Reproduce exactly, and only, the lines below from the one containing "let file = if" through the one containing "let config = ReflectConfig::load(&file)".

[DATA FOR REVIEW]

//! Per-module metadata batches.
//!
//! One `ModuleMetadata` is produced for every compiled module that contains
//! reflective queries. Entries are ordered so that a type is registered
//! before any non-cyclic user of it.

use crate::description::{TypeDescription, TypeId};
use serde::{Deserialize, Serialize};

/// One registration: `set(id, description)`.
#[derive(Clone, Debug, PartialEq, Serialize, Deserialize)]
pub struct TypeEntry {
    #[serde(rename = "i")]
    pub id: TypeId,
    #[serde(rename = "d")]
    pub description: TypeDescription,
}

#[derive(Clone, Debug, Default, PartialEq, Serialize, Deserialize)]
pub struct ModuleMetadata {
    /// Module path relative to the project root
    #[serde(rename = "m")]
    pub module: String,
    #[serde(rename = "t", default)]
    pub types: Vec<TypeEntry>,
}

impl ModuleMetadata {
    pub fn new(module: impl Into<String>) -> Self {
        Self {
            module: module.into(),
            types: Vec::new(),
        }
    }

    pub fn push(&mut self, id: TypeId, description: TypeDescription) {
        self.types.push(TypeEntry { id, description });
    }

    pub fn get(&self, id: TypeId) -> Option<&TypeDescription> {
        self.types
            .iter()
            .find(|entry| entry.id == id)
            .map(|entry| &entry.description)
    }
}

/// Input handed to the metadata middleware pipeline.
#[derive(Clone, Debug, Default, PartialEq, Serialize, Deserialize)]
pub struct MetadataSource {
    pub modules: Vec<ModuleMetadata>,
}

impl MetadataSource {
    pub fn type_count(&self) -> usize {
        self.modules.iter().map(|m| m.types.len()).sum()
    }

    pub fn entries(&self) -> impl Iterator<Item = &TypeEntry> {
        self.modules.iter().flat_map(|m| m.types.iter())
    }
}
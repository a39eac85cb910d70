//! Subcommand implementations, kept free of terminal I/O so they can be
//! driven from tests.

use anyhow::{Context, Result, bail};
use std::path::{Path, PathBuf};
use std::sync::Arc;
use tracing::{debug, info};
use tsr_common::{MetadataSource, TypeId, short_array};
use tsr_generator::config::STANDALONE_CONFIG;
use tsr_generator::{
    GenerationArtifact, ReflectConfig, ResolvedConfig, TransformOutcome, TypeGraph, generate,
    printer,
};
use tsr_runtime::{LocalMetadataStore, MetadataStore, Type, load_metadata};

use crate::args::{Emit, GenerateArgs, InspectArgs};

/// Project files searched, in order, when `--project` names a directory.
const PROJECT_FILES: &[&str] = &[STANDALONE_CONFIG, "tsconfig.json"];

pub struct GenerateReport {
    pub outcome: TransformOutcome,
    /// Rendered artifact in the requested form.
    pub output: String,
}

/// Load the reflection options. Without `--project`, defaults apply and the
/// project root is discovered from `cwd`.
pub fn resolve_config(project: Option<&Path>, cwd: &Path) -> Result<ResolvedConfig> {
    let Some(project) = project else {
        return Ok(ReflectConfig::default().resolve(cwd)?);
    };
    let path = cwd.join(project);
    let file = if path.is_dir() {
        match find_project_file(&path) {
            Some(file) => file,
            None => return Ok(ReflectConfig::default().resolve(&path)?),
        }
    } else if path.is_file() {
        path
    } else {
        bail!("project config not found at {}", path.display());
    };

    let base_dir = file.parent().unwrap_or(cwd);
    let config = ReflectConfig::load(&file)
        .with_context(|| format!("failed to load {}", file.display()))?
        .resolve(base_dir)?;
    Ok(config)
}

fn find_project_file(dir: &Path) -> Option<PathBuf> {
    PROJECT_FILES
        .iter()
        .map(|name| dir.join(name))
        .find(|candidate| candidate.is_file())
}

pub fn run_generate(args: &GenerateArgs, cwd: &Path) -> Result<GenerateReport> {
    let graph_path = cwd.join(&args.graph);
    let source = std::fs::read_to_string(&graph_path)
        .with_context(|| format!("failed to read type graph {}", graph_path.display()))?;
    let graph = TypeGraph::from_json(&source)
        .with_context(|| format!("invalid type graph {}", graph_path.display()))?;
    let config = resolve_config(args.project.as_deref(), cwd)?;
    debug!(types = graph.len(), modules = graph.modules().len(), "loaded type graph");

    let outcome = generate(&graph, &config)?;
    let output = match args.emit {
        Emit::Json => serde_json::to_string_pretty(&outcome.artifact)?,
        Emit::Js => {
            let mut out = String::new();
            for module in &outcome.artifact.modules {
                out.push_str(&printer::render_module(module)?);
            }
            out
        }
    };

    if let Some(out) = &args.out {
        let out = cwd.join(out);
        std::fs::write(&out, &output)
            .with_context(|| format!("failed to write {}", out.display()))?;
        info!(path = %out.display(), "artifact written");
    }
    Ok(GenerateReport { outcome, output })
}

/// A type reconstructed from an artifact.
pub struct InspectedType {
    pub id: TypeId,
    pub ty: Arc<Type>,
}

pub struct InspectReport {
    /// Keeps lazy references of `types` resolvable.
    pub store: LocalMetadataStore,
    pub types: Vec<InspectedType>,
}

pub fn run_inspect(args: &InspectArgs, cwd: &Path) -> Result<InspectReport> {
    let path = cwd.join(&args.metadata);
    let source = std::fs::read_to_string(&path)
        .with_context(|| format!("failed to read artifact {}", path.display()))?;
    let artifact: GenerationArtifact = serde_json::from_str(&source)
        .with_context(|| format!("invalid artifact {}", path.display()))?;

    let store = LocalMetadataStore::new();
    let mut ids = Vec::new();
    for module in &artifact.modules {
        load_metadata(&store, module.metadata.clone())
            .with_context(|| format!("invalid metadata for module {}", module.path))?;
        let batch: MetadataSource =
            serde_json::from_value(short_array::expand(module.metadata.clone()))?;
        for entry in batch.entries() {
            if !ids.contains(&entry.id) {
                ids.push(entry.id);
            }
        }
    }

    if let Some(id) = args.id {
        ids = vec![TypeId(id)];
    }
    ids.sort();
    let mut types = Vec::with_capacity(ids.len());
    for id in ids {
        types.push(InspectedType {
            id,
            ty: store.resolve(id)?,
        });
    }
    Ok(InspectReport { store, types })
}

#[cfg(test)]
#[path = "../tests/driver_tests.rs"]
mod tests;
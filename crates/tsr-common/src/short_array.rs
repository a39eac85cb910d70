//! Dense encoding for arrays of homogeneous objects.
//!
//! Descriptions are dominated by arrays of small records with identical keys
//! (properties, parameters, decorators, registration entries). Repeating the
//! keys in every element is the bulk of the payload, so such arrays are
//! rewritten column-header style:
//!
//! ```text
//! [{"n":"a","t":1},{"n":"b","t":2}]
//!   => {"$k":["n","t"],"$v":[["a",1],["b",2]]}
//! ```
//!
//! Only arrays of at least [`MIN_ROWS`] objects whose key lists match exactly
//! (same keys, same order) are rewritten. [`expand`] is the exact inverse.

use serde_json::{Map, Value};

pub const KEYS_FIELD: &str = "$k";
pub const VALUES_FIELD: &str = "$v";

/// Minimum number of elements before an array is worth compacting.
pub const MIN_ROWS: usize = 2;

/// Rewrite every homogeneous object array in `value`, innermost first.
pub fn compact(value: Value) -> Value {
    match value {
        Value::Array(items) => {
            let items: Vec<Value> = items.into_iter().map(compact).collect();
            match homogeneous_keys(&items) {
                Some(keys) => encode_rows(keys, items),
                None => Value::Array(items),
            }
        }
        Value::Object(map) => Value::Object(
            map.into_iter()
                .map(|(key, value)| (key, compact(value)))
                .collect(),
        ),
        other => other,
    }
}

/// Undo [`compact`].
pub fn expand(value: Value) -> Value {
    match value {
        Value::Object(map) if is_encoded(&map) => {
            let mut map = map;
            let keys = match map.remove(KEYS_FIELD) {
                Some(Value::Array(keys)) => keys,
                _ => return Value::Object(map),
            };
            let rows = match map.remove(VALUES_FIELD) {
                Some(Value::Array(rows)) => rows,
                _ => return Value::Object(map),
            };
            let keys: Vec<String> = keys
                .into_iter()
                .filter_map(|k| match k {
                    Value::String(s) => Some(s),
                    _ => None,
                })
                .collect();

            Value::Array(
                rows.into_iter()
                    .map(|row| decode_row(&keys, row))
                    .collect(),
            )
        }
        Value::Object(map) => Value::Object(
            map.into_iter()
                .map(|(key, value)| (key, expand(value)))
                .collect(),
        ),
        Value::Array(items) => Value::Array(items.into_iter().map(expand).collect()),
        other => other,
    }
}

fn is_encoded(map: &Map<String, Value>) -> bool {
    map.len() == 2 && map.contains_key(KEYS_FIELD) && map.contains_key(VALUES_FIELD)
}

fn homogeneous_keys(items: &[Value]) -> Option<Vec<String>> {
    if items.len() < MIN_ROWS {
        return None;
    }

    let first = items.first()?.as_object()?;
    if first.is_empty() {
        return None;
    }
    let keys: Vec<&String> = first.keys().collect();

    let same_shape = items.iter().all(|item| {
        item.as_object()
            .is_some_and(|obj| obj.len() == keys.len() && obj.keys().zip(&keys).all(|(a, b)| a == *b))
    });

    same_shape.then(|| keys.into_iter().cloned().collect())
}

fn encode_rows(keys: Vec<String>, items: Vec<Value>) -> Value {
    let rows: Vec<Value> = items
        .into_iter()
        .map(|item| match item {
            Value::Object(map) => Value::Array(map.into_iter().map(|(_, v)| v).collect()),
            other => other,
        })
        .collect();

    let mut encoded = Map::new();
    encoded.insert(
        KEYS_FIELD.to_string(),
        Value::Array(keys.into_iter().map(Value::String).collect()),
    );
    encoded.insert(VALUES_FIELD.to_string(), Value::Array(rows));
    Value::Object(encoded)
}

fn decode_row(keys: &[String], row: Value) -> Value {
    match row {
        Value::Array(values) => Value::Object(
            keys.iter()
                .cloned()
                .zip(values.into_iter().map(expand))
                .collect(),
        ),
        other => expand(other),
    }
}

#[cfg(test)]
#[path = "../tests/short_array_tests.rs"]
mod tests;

[/DATA FOR REVIEW]
[DATA FOR REVIEW]

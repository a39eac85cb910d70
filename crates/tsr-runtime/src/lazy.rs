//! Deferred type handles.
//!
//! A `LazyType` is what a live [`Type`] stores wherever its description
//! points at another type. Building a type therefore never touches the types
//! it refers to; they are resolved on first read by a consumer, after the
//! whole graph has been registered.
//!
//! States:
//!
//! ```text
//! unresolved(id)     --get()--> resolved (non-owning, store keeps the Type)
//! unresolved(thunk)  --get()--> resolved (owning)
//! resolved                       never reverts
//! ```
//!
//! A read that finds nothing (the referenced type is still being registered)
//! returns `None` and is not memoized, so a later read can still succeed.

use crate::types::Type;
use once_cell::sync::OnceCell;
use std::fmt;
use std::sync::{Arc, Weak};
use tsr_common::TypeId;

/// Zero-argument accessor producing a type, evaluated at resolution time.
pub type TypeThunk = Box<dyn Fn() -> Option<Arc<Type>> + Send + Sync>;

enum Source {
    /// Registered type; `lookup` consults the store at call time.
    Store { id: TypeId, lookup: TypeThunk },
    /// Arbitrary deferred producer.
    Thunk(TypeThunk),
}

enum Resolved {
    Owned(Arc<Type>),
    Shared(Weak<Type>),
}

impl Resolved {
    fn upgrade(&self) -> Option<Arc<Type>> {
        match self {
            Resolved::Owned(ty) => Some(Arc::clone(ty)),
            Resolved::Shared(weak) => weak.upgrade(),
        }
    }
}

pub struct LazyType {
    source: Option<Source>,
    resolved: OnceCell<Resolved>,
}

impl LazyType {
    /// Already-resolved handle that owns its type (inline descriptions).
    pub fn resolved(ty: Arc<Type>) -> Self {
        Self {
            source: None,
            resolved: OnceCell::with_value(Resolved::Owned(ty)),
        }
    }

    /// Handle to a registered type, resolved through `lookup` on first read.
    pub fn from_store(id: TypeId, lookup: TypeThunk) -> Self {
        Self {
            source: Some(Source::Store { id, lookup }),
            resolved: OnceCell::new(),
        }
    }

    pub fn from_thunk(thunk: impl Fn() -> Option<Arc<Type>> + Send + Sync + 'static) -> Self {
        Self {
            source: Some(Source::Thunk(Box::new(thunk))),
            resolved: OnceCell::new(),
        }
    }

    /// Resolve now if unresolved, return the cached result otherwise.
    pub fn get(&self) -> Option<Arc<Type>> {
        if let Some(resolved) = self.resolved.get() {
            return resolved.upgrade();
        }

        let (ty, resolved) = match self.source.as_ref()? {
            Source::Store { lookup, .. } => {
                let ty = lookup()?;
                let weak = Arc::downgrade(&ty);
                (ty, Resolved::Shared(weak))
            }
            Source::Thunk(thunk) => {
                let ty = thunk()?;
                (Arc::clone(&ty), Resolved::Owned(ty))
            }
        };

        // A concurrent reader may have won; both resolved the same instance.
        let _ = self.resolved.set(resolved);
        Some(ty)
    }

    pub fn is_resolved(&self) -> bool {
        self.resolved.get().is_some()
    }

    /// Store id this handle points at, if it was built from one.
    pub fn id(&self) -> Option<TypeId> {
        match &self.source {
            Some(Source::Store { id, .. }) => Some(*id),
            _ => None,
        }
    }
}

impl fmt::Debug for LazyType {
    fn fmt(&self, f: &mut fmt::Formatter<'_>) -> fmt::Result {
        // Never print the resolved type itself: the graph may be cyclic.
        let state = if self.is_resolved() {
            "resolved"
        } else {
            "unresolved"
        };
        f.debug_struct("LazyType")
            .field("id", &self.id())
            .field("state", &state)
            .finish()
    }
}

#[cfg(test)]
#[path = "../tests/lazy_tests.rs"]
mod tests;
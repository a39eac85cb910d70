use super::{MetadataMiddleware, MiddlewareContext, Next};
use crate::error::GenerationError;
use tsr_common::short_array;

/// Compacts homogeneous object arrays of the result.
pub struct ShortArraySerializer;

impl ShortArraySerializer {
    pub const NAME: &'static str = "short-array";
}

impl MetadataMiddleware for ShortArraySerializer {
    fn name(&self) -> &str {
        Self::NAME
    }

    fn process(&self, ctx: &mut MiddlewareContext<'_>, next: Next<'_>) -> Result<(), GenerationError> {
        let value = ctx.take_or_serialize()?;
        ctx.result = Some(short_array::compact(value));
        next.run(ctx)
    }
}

[/DATA FOR REVIEW]

SOLUTION FOR THIS TASK |
    let file = if path.is_dir() {
        match find_project_file(&path) {
            Some(file) => file,
            None => return Ok(ReflectConfig::default().resolve(&path)?),
        }
    } else if path.is_file() {
        path
    } else {
        bail!("project config not found at {}", path.display());
    };

    let base_dir = file.parent().unwrap_or(cwd);
    let config = ReflectConfig::load(&file)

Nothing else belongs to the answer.